'Terror cell' found in cradle of 9/11

Members of Hamburg group 'had attended military training camps'

German intelligence services were yesterday reported to have discovered a new Islamic terrorist cell operating from the port of Hamburg – the same city from which the devastating 9/11 attacks on the United States were secretly conceived and planned eight years ago.

The existence of the new militant group in the city was revealed in a secret report prepared by Hamburg-based intelligence agents which was leaked to German television's investigative documentary programme Report Mainz and Die Welt newspaper.

It said the cell, which had ten members, was headed by a German of Syrian extraction, identified only as Rami M. All ten were said to have left Hamburg earlier this year to attend paramilitary training camps in the Hindu Kush. However two of the cell's members were reported to have recently returned. All of them were said to have used Hamburg's Taiba Mosque as a meeting place, the same location frequented by the 9/11 leader Mohammed Atta and his accomplices before they carried out the attacks on New York's World Trade Centre and Washington.

"It is to be assumed that these persons are absolutely prepared to carry out suicide or other attacks at home or abroad," the report was cited as saying. "The members of the group have a basic commitment to jihad and belong to Hamburg's potentially violent pro-jihad scene."

The disclosures came amid heightened post-general election nervousness in Germany about the possibility of terrorist attacks and the release of some eight al-Qa'ida internet videos in German threatening violence in response to the continued deployment of 4,200 Bundeswehr troops in northern Afghanistan.

In the aftermath of the 9/11 attacks, Germany's security services were heavily criticised for failing to catch the perpetrators. Since then they appear to have redoubled their efforts and operate closely with their US counterparts.

The leaks about the Hamburg cell came only days after German anti-terrorist police took the unprecedented step of throwing a massive security cordon around the Munich Oktoberfest. Revellers at the world's largest beer festival held in the Bavarian capital each autumn were searched and fighter jets were put on standby near the site.

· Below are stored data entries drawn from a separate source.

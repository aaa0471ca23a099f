//! HTTP client for the Notion content source.
//!
//! The client only moves JSON around: pages and blocks come back as
//! [`serde_json::Value`] in the shape the API returns them, with one addition:
//! blocks that report `has_children` get their children fetched recursively and
//! attached under a top-level `children` key. Decoding into typed blocks is the
//! renderer's job.

use std::time::Duration;

use chrono::{DateTime, SecondsFormat, Utc};
use reqwest::RequestBuilder;
use serde::Deserialize;
use serde_json::{Value, json};
use url::Url;

use crate::config::{NOTION_VERSION, NotionConfig};
use crate::error::SourceError;

const PAGE_SIZE: u32 = 100;
const REQUEST_TIMEOUT: Duration = Duration::from_secs(30);

#[derive(Debug, Deserialize)]
struct Paginated {
    #[serde(default)]
    results: Vec<Value>,
    #[serde(default)]
    next_cursor: Option<String>,
    #[serde(default)]
    has_more: bool,
}

impl Paginated {
    fn next(&self) -> Option<&str> {
        if self.has_more || self.next_cursor.is_some() {
            self.next_cursor.as_deref()
        } else {
            None
        }
    }
}

#[derive(Clone)]
pub struct NotionClient {
    http: reqwest::Client,
    config: NotionConfig,
}

impl NotionClient {
    pub fn new(config: NotionConfig) -> Result<Self, SourceError> {
        let http = reqwest::Client::builder()
            .timeout(REQUEST_TIMEOUT)
            .build()
            .map_err(|source| SourceError::Request {
                endpoint: config.api_base.to_string(),
                source,
            })?;
        Ok(Self { http, config })
    }

    fn endpoint(&self, path: &str) -> String {
        self.config
            .api_base
            .join(path)
            .map(|u| u.to_string())
            .unwrap_or_else(|_| format!("{}{}", self.config.api_base, path))
    }

    fn authorized(&self, req: RequestBuilder) -> RequestBuilder {
        req.bearer_auth(&self.config.api_key)
            .header("Notion-Version", NOTION_VERSION)
    }

    async fn send_json(&self, endpoint: &str, req: RequestBuilder) -> Result<Value, SourceError> {
        let resp = self
            .authorized(req)
            .send()
            .await
            .map_err(|source| SourceError::Request {
                endpoint: endpoint.to_string(),
                source,
            })?;

        let status = resp.status();
        if !status.is_success() {
            let body = resp.text().await.unwrap_or_default();
            tracing::error!(endpoint, status = status.as_u16(), "content source request failed");
            return Err(SourceError::Status {
                endpoint: endpoint.to_string(),
                status: status.as_u16(),
                body,
            });
        }

        let body = resp.text().await.map_err(|source| SourceError::Request {
            endpoint: endpoint.to_string(),
            source,
        })?;
        serde_json::from_str(&body).map_err(|source| SourceError::Decode {
            endpoint: endpoint.to_string(),
            source,
        })
    }

    fn decode_page(endpoint: &str, value: Value) -> Result<Paginated, SourceError> {
        serde_json::from_value(value).map_err(|source| SourceError::Decode {
            endpoint: endpoint.to_string(),
            source,
        })
    }

    /// All published posts, newest first.
    pub async fn query_published(&self) -> Result<Vec<Value>, SourceError> {
        let endpoint = self.endpoint(&format!("databases/{}/query", self.config.database_id));
        let now = Utc::now();
        let mut posts = Vec::new();
        let mut cursor: Option<String> = None;

        loop {
            let body = published_posts_query(now, cursor.as_deref());
            let value = self
                .send_json(&endpoint, self.http.post(&endpoint).json(&body))
                .await?;
            let page = Self::decode_page(&endpoint, value)?;
            let next = page.next().map(str::to_string);
            posts.extend(page.results);
            match next {
                Some(next) => cursor = Some(next),
                None => break,
            }
        }

        tracing::debug!(count = posts.len(), "queried published posts");
        Ok(posts)
    }

    /// A single page object (properties and cover, no blocks).
    pub async fn fetch_page(&self, page_id: &str) -> Result<Value, SourceError> {
        let endpoint = self.endpoint(&format!("pages/{page_id}"));
        self.send_json(&endpoint, self.http.get(&endpoint)).await
    }

    /// All child blocks of `block_id`, with nested children attached.
    pub async fn fetch_block_children(&self, block_id: &str) -> Result<Vec<Value>, SourceError> {
        let endpoint = self.endpoint(&format!("blocks/{block_id}/children"));
        let mut blocks = Vec::new();
        let mut cursor: Option<String> = None;

        loop {
            let url = children_url(&endpoint, cursor.as_deref());
            let value = self.send_json(&endpoint, self.http.get(url)).await?;
            let page = Self::decode_page(&endpoint, value)?;
            let next = page.next().map(str::to_string);

            for mut block in page.results {
                let has_children = block
                    .get("has_children")
                    .and_then(Value::as_bool)
                    .unwrap_or(false);
                if has_children {
                    if let Some(id) = block.get("id").and_then(Value::as_str).map(str::to_string) {
                        let children = Box::pin(self.fetch_block_children(&id)).await?;
                        if let Some(obj) = block.as_object_mut() {
                            obj.insert("children".into(), Value::Array(children));
                        }
                    }
                }
                blocks.push(block);
            }

            match next {
                Some(next) => cursor = Some(next),
                None => break,
            }
        }

        Ok(blocks)
    }
}

/// Database query body selecting non-draft posts published at or before `now`.
pub fn published_posts_query(now: DateTime<Utc>, cursor: Option<&str>) -> Value {
    let mut body = json!({
        "filter": {
            "and": [
                { "property": "draft", "checkbox": { "equals": false } },
                {
                    "property": "publishAt",
                    "date": { "on_or_before": now.to_rfc3339_opts(SecondsFormat::Millis, true) }
                }
            ]
        },
        "sorts": [ { "property": "publishAt", "direction": "descending" } ],
        "page_size": PAGE_SIZE,
    });
    if let (Some(cursor), Some(obj)) = (cursor, body.as_object_mut()) {
        obj.insert("start_cursor".into(), Value::String(cursor.to_string()));
    }
    body
}

fn children_url(endpoint: &str, cursor: Option<&str>) -> String {
    match Url::parse(endpoint) {
        Ok(mut url) => {
            {
                let mut query = url.query_pairs_mut();
                query.append_pair("page_size", &PAGE_SIZE.to_string());
                if let Some(cursor) = cursor {
                    query.append_pair("start_cursor", cursor);
                }
            }
            url.to_string()
        }
        Err(_) => endpoint.to_string(),
    }
}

"The danger is absolutely real," said Joachim Hermann, the Bavarian Interior Minister yesterday. "We know that increasing numbers are attending these training camps."

Germany's Federal Criminal Bureau says around 180 Islamic militants have either attended or are planning to attend paramilitary al-Qa'ida-run training camps in the Hindu Kush and that about 80 had returned to Germany.

The latest of eight recent al-Qa'ida videos in German surfaced at the weekend. They included threats delivered by a 32-year-old German Moroccan called Bekkay Harrach, a student who once lived in Bonn but who is now thought to be living on the borders of Pakistan and Afghanistan. The clips also contained statements by militants hitherto unknown to the intelligence services.

In one of his statements, Harrach evidently wanted to evoke the 2004 Madrid bombings which killed 191 people days before a Spanish general election. He threatened attacks within two weeks of Germany's general election and warned Muslims living there be on their guard.

German security experts have interpreted the latest threats as an attempt to put pressure on Chancellor Angela Merkel's new coalition of conservatives and liberals, which is committed to keeping troops in Afghanistan for the forseeable future.